═════ Material for this exercise
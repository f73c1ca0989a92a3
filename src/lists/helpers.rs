use super::types::{Item, List, ListMap};
use uuid::Uuid;

pub const DEFAULT_LIST_ID: &str = "default";
pub const DEFAULT_LIST_NAME: &str = "My Shopping List";

pub fn find_list<'a>(lists: &'a ListMap, id: &str) -> Option<&'a List> {
    lists.iter().find(|list| list.id == id)
}

pub fn find_list_mut<'a>(lists: &'a mut ListMap, id: &str) -> Option<&'a mut List> {
    lists.iter_mut().find(|list| list.id == id)
}

pub fn find_item<'a>(list: &'a List, id: &str) -> Option<&'a Item> {
    list.items.iter().find(|item| item.id == id)
}

/// Every item carrying `id`. Legacy data can hold duplicate ids.
pub fn items_with_id_mut<'a>(
    list: &'a mut List,
    id: &'a str,
) -> impl Iterator<Item = &'a mut Item> + 'a {
    list.items.iter_mut().filter(move |item| item.id == id)
}

pub fn now_ms() -> i64 {
    chrono::Utc::now().timestamp_millis()
}

pub fn new_id() -> String {
    Uuid::new_v4().to_string()
}

/// The list every fresh or reset store starts with.
pub fn default_list() -> List {
    List {
        id: DEFAULT_LIST_ID.to_string(),
        name: DEFAULT_LIST_NAME.to_string(),
        items: Vec::new(),
        created_at: now_ms(),
    }
}

pub fn default_lists() -> ListMap {
    std::iter::once(default_list()).collect()
}
pub mod collaborators;
pub mod core;
pub mod lists;
pub mod persistence;
pub mod shared;

use crate::core::config::PersistenceConfig;
use crate::core::logging::{init_logging, LoggingGuards};
use crate::lists::{init_list_store, SharedListStore};
use crate::persistence::kv::FileStore;
use crate::persistence::Persistence;
use crate::shared::paths::{get_log_dir, get_storage_dir};
use std::sync::Arc;

/// A running store together with the logging it writes to.
pub struct App {
    pub store: SharedListStore,
    _logging: LoggingGuards,
}

/// Start logging, open the on-disk store and load the lists.
///
/// Call once at startup and inject `App::store` into the UI layer.
pub fn init() -> Result<App, Box<dyn std::error::Error>> {
    // Initialize logging first (before any other initialization)
    let logging = init_logging(&get_log_dir())?;

    let data_dir = get_storage_dir();
    let config = PersistenceConfig::from_env();
    tracing::info!(target: "system", ?config, "Opening storage at {:?}", data_dir);

    let persistence = Persistence::new(Arc::new(FileStore::new(data_dir)), config);
    let store = init_list_store(persistence);

    Ok(App {
        store,
        _logging: logging,
    })
}
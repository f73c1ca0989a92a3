use crate::lists::errors::StoreError;
use crate::lists::helpers::find_list;
use crate::lists::ListStore;

pub const RESET_CONFIRMATION: &str =
    "Are you sure you want to clear all data? This action cannot be undone.";

/// Yes/no prompt shown before destructive operations.
pub trait ConfirmPrompt {
    fn confirm(&self, message: &str) -> bool;
}

#[derive(Debug, Default, Clone, Copy)]
pub struct AlwaysConfirm;

impl ConfirmPrompt for AlwaysConfirm {
    fn confirm(&self, _message: &str) -> bool {
        true
    }
}

#[derive(Debug, Default, Clone, Copy)]
pub struct NeverConfirm;

impl ConfirmPrompt for NeverConfirm {
    fn confirm(&self, _message: &str) -> bool {
        false
    }
}

/// Reset everything if the user agrees. Returns whether the reset happened.
pub fn confirm_and_reset(store: &mut ListStore, prompt: &dyn ConfirmPrompt) -> bool {
    if !prompt.confirm(RESET_CONFIRMATION) {
        return false;
    }
    store.reset_all();
    true
}

/// Delete a list if the user agrees. Returns `Ok(false)` when declined.
///
/// Lists that cannot be deleted are rejected before the user is asked.
pub fn confirm_and_delete_list(
    store: &mut ListStore,
    list_id: &str,
    prompt: &dyn ConfirmPrompt,
) -> Result<bool, StoreError> {
    let name = find_list(store.lists(), list_id)
        .map(|list| list.name.clone())
        .ok_or_else(|| StoreError::ListNotFound(list_id.to_string()))?;

    if store.lists().len() <= 1 {
        return Err(StoreError::LastList);
    }

    if !prompt.confirm(&format!("Delete the list \"{}\"?", name)) {
        return Ok(false);
    }

    store.delete_list(list_id)?;
    Ok(true)
}
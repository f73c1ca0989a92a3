use crate::lists::errors::StoreError;
use crate::lists::types::{Category, Item};
use crate::lists::ListStore;

/// Speech-to-text source. `transcribe` yields one utterance, or `None` when
/// nothing was recognised or listening was cancelled.
pub trait Dictation {
    fn is_supported(&self) -> bool;
    fn transcribe(&mut self) -> Option<String>;
}

/// Platform without speech recognition.
#[derive(Debug, Default, Clone, Copy)]
pub struct NoDictation;

impl Dictation for NoDictation {
    fn is_supported(&self) -> bool {
        false
    }

    fn transcribe(&mut self) -> Option<String> {
        None
    }
}

/// Add the dictated text as a new item under `other`.
/// Returns `Ok(None)` when dictation is unavailable or produced nothing.
pub fn add_dictated_item(
    store: &mut ListStore,
    list_id: &str,
    dictation: &mut dyn Dictation,
) -> Result<Option<Item>, StoreError> {
    if !dictation.is_supported() {
        tracing::debug!(target: "lists", "Dictation not supported");
        return Ok(None);
    }

    let Some(transcript) = dictation.transcribe() else {
        return Ok(None);
    };

    store
        .add_item(list_id, &transcript, Category::Other)
        .map(Some)
}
══════════
**Exercise prompt**
Return each line in the records that holds the string "cannot".

**Problem solution**
    "Are you sure you want to clear all data? This action cannot be undone.";
/// Lists that cannot be deleted are rejected before the user is asked.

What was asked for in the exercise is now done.